我不知道我们两个人还能忍受多少,我不再和家乡的家人说话了,因为他们的担心只会让情况变得更糟。

It all comes crashing down one morning after a month and a half of pure hell. I wake from a brief sleep, and I don’t feel Lucky by my side. I sit up quickly and look down at the floor, where Lucky is writhing in a seizure. 

在經歷了一個半月的純粹的地獄之後,一切都在一天早上崩潰了。 我从短暂的睡眠中醒来,我不觉得幸运在我身边。 我迅速坐起来,低頭看了看地板,Lucky正在抽搐。

I pick him up, wrap him in a blanket, and rush out the door to the emergency vet two blocks down the road. 

我把他抱起来,用毯子把他包起来,然后冲出门去路边两个街区的急诊兽医。

By the time we arrive, the seizure has stopped, and he is breathing, but barely. The vet brings him to the MRI room, and I hear the muffled voices of the vet and his assistant, however, I cannot understand. The assistant comes out and sends me a Wechat message to translate: Lucky has a massive brain tumour. 

当我们到达时,癫痫发作已经停止,他正在呼吸,但几乎没有呼吸。 兽医把他带到核磁共振室,我听到兽医和他的助手低沉的声音,然而,我无法理解。 助理出来给我发了一条微信信息让我翻译:Lucky有一个巨大的脑瘤。

We are discussing options when he seizes again for the last time, as I hold his frail little body.

当他最后一次抓住时,我们正在讨论选择,因为我抱着他虚弱的小身体。

After a while, I ask what the procedure is for taking care of him now, and I am given a somewhat curious option. The assistant makes a phone call, and a guy shows up with a giant cremation truck. He tells me we can have a funeral and cremation ceremony. 

过了一会儿,我问现在照顾他的程序是什么,我得到了一个有点好奇的选择。 助理打了个电话,一个人带着一辆巨大的火葬车出现了。 他告诉我,我们可以举行葬礼和火葬仪式。

I have only heard of such things for pets before, but it sounds nice. 

我以前只听说过宠物的這種東西,但聽起來不錯。

We bring Lucky out to the truck, where the man uses traditional Chinese ceremony materials: a special cloth, incense, funeral music. He proceeds to sing a song and speak words from a Buddhist text and then after that, Lucky is placed on a little conveyor belt to go into the incinerator. As we sat there watching the smoke of my dear companion rising from the truck, the man still singing funeral dirges, I noticed something. 

我们把Lucky带到卡车上,那人在那里使用中国传统的仪式材料:特殊的布、香、葬礼音乐。 他继续唱一首歌,说出佛教经文中的单词,然后,Lucky被放在一条小传送带上,进入焚烧炉。 当我们坐在那里看着我亲爱的同伴的烟雾从卡车上升起时,这个人还在唱着葬礼哀歌,我注意到了一些事情。

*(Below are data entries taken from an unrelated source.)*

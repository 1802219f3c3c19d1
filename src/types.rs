use serde::{Deserialize, Serialize};

// ---------------------------------------------------------------------------
// Side
// ---------------------------------------------------------------------------

/// Direction of a staked position.
#[derive(Debug, Clone, Copy, PartialEq, Eq, Serialize, Deserialize)]
#[serde(rename_all = "lowercase")]
pub enum Side {
    Up,
    Down,
}

impl Side {
    pub fn parse(value: &str) -> Option<Self> {
        match value {
            "up" => Some(Side::Up),
            "down" => Some(Side::Down),
            _ => None,
        }
    }

    pub fn as_str(&self) -> &'static str {
        match self {
            Side::Up => "up",
            Side::Down => "down",
        }
    }
}

impl std::fmt::Display for Side {
    fn fmt(&self, f: &mut std::fmt::Formatter<'_>) -> std::fmt::Result {
        write!(f, "{}", self.as_str())
    }
}

// ---------------------------------------------------------------------------
// Market lifecycle
// ---------------------------------------------------------------------------

#[derive(Debug, Clone, Copy, PartialEq, Eq, Serialize, Deserialize)]
#[serde(rename_all = "lowercase")]
pub enum MarketStatus {
    Open,
    Locked,
    Resolved,
    Cancelled,
}

impl MarketStatus {
    pub fn parse(value: &str) -> Option<Self> {
        match value {
            "open" => Some(MarketStatus::Open),
            "locked" => Some(MarketStatus::Locked),
            "resolved" => Some(MarketStatus::Resolved),
            "cancelled" => Some(MarketStatus::Cancelled),
            _ => None,
        }
    }

    pub fn as_str(&self) -> &'static str {
        match self {
            MarketStatus::Open => "open",
            MarketStatus::Locked => "locked",
            MarketStatus::Resolved => "resolved",
            MarketStatus::Cancelled => "cancelled",
        }
    }
}

impl std::fmt::Display for MarketStatus {
    fn fmt(&self, f: &mut std::fmt::Formatter<'_>) -> std::fmt::Result {
        write!(f, "{}", self.as_str())
    }
}

/// Settlement outcome. `Void` covers flat score deltas, an unavailable
/// oracle score, and directional outcomes with zero winning positions.
#[derive(Debug, Clone, Copy, PartialEq, Eq, Serialize, Deserialize)]
#[serde(rename_all = "lowercase")]
pub enum Outcome {
    Up,
    Down,
    Void,
}

impl Outcome {
    pub fn as_str(&self) -> &'static str {
        match self {
            Outcome::Up => "up",
            Outcome::Down => "down",
            Outcome::Void => "void",
        }
    }

    /// The side that wins under this outcome, if any.
    pub fn winning_side(&self) -> Option<Side> {
        match self {
            Outcome::Up => Some(Side::Up),
            Outcome::Down => Some(Side::Down),
            Outcome::Void => None,
        }
    }
}

impl std::fmt::Display for Outcome {
    fn fmt(&self, f: &mut std::fmt::Formatter<'_>) -> std::fmt::Result {
        write!(f, "{}", self.as_str())
    }
}

/// Maps a resolved-vs-baseline score delta to a market outcome.
/// NaN (score unavailable) compares false both ways and falls through to
/// `Void`; an exactly flat delta also voids — "no clear winner, refund
/// everyone" is the settlement policy, not an accident.
pub fn outcome_from_delta(delta: f64) -> Outcome {
    if delta > 0.0 {
        Outcome::Up
    } else if delta < 0.0 {
        Outcome::Down
    } else {
        Outcome::Void
    }
}

// ---------------------------------------------------------------------------
// Ledger
// ---------------------------------------------------------------------------

#[derive(Debug, Clone, Copy, PartialEq, Eq, Serialize, Deserialize)]
#[serde(rename_all = "snake_case")]
pub enum LedgerEntryType {
    StakeLock,
    Payout,
    Refund,
}

impl LedgerEntryType {
    pub fn as_str(&self) -> &'static str {
        match self {
            LedgerEntryType::StakeLock => "stake_lock",
            LedgerEntryType::Payout => "payout",
            LedgerEntryType::Refund => "refund",
        }
    }
}

impl std::fmt::Display for LedgerEntryType {
    fn fmt(&self, f: &mut std::fmt::Formatter<'_>) -> std::fmt::Result {
        write!(f, "{}", self.as_str())
    }
}

// ---------------------------------------------------------------------------
// Market key
// ---------------------------------------------------------------------------

/// Unique open-dedup key: one market per (category, wall-clock hour).
/// Two callers racing within the same hour compute the same key and the
/// second insert lands on the unique constraint.
pub fn market_key(category: &str, now: i64) -> String {
    format!("{category}:{}", now / 3600)
}

pub fn now_secs() -> i64 {
    std::time::SystemTime::now()
        .duration_since(std::time::UNIX_EPOCH)
        .unwrap_or_default()
        .as_secs() as i64
}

The noise. Or rather the silence. There is nothing but wind and song in my ears. 

噪音。 或者更确切地说是沉默。 我耳边只有风声和歌声。

After that day, the noise never returned. I will never know what the noise was for sure, but I wondered. If dogs and cats can sense when their people are sick, is it possible that I sensed Lucky’s illness? I will never know for sure, but in the midst of my grief, the quiet was the sound of loneliness.

那天之后,噪音再也没有回来。 我永远不知道噪音是什么,但我想知道。 如果狗和猫能感觉到他们的人生病,那我有可能感觉到Lucky的病吗? 我永远不会确定,但在我悲伤中,寂静是孤独的声音。